ABOUT THIS TASK: Transcribe each of the entries exactly.

= Beginning of Section =

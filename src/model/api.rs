use serde::{Deserialize, Serialize};

/// Body returned for every non-2xx response.
#[derive(Debug, Clone, Serialize, Deserialize, PartialEq)]
pub struct ErrorDto {
    pub error: String,
}

/// Empty JSON object returned by endpoints with nothing to report.
#[derive(Debug, Clone, Serialize, Deserialize, PartialEq)]
pub struct EmptyDto {}
use sea_orm::entity::prelude::*;

#[derive(Clone, Debug, PartialEq, DeriveEntityModel)]
#[sea_orm(table_name = "activity")]
pub struct Model {
    #[sea_orm(primary_key)]
    pub id: i32,
    /// User who performed the action.
    pub actor_id: i32,
    /// User whose feed this activity appears in.
    pub reader_id: i32,
    pub post_id: i32,
    pub comment_id: Option<i32>,
    /// Action kind: "comment" or "mention".
    pub action: String,
    pub unread: bool,
    pub created_at: DateTimeUtc,
}

#[derive(Copy, Clone, Debug, EnumIter, DeriveRelation)]
pub enum Relation {
    #[sea_orm(
        belongs_to = "super::post::Entity",
        from = "Column::PostId",
        to = "super::post::Column::Id"
    )]
    Post,
    #[sea_orm(
        belongs_to = "super::comment::Entity",
        from = "Column::CommentId",
        to = "super::comment::Column::Id"
    )]
    Comment,
    #[sea_orm(
        belongs_to = "super::user::Entity",
        from = "Column::ReaderId",
        to = "super::user::Column::Id"
    )]
    Reader,
}

impl Related<super::post::Entity> for Entity {
    fn to() -> RelationDef {
        Relation::Post.def()
    }
}

impl Related<super::comment::Entity> for Entity {
    fn to() -> RelationDef {
        Relation::Comment.def()
    }
}

impl ActiveModelBehavior for ActiveModel {}
use chrono::Utc;
use sea_orm::{
    ActiveModelTrait, ActiveValue, ColumnTrait, ConnectionTrait, DbErr, EntityTrait, QueryFilter,
    QuerySelect,
};

pub struct ThankRepository<'a, C: ConnectionTrait> {
    conn: &'a C,
}

impl<'a, C: ConnectionTrait> ThankRepository<'a, C> {
    pub fn new(conn: &'a C) -> Self {
        Self { conn }
    }

    pub async fn find_by_comment_and_user(
        &self,
        comment_id: i32,
        user_id: i32,
    ) -> Result<Option<entity::thank::Model>, DbErr> {
        entity::prelude::Thank::find()
            .filter(entity::thank::Column::CommentId.eq(comment_id))
            .filter(entity::thank::Column::ThankedById.eq(user_id))
            .one(self.conn)
            .await
    }

    pub async fn create(
        &self,
        comment_id: i32,
        user_id: i32,
    ) -> Result<entity::thank::Model, DbErr> {
        entity::thank::ActiveModel {
            comment_id: ActiveValue::Set(comment_id),
            thanked_by_id: ActiveValue::Set(user_id),
            date_thanked: ActiveValue::Set(Utc::now()),
            ..Default::default()
        }
        .insert(self.conn)
        .await
    }

    pub async fn delete(&self, id: i32) -> Result<(), DbErr> {
        entity::prelude::Thank::delete_by_id(id)
            .exec(self.conn)
            .await?;
        Ok(())
    }

    /// Of the given comments, the ids the user has thanked.
    pub async fn thanked_comment_ids(
        &self,
        user_id: i32,
        comment_ids: &[i32],
    ) -> Result<Vec<i32>, DbErr> {
        if comment_ids.is_empty() {
            return Ok(Vec::new());
        }
        entity::prelude::Thank::find()
            .select_only()
            .column(entity::thank::Column::CommentId)
            .filter(entity::thank::Column::ThankedById.eq(user_id))
            .filter(entity::thank::Column::CommentId.is_in(comment_ids.to_vec()))
            .into_tuple()
            .all(self.conn)
            .await
    }
}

= End of Section =

SOLUTION BELOW:
filename src/model/api.rs
use serde::{Deserialize, Serialize};

/// Body returned for every non-2xx response.
#[derive(Debug, Clone, Serialize, Deserialize, PartialEq)]
pub struct ErrorDto {
    pub error: String,
}

/// Empty JSON object returned by endpoints with nothing to report.
#[derive(Debug, Clone, Serialize, Deserialize, PartialEq)]
pub struct EmptyDto {}
use sea_orm::entity::prelude::*;

#[derive(Clone, Debug, PartialEq, DeriveEntityModel)]
#[sea_orm(table_name = "activity")]
pub struct Model {
    #[sea_orm(primary_key)]
    pub id: i32,
    /// User who performed the action.
    pub actor_id: i32,
    /// User whose feed this activity appears in.
    pub reader_id: i32,
    pub post_id: i32,
    pub comment_id: Option<i32>,
    /// Action kind: "comment" or "mention".
    pub action: String,
    pub unread: bool,
    pub created_at: DateTimeUtc,
}

#[derive(Copy, Clone, Debug, EnumIter, DeriveRelation)]
pub enum Relation {
    #[sea_orm(
        belongs_to = "super::post::Entity",
        from = "Column::PostId",
        to = "super::post::Column::Id"
    )]
    Post,
    #[sea_orm(
        belongs_to = "super::comment::Entity",
        from = "Column::CommentId",
        to = "super::comment::Column::Id"
    )]
    Comment,
    #[sea_orm(
        belongs_to = "super::user::Entity",
        from = "Column::ReaderId",
        to = "super::user::Column::Id"
    )]
    Reader,
}

impl Related<super::post::Entity> for Entity {
    fn to() -> RelationDef {
        Relation::Post.def()
    }
}

impl Related<super::comment::Entity> for Entity {
    fn to() -> RelationDef {
        Relation::Comment.def()
    }
}

impl ActiveModelBehavior for ActiveModel {}
use chrono::Utc;
use sea_orm::{
    ActiveModelTrait, ActiveValue, ColumnTrait, ConnectionTrait, DbErr, EntityTrait, QueryFilter,
    QuerySelect,
};

pub struct ThankRepository<'a, C: ConnectionTrait> {
    conn: &'a C,
}

impl<'a, C: ConnectionTrait> ThankRepository<'a, C> {
    pub fn new(conn: &'a C) -> Self {
        Self { conn }
    }

    pub async fn find_by_comment_and_user(
        &self,
        comment_id: i32,
        user_id: i32,
    ) -> Result<Option<entity::thank::Model>, DbErr> {
        entity::prelude::Thank::find()
            .filter(entity::thank::Column::CommentId.eq(comment_id))
            .filter(entity::thank::Column::ThankedById.eq(user_id))
            .one(self.conn)
            .await
    }

    pub async fn create(
        &self,
        comment_id: i32,
        user_id: i32,
    ) -> Result<entity::thank::Model, DbErr> {
        entity::thank::ActiveModel {
            comment_id: ActiveValue::Set(comment_id),
            thanked_by_id: ActiveValue::Set(user_id),
            date_thanked: ActiveValue::Set(Utc::now()),
            ..Default::default()
        }
        .insert(self.conn)
        .await
    }

    pub async fn delete(&self, id: i32) -> Result<(), DbErr> {
        entity::prelude::Thank::delete_by_id(id)
            .exec(self.conn)
            .await?;
        Ok(())
    }

    /// Of the given comments, the ids the user has thanked.
    pub async fn thanked_comment_ids(
        &self,
        user_id: i32,
        comment_ids: &[i32],
    ) -> Result<Vec<i32>, DbErr> {
        if comment_ids.is_empty() {
            return Ok(Vec::new());
        }
        entity::prelude::Thank::find()
            .select_only()
            .column(entity::thank::Column::CommentId)
            .filter(entity::thank::Column::ThankedById.eq(user_id))
            .filter(entity::thank::Column::CommentId.is_in(comment_ids.to_vec()))
            .into_tuple()
            .all(self.conn)
            .await
    }
}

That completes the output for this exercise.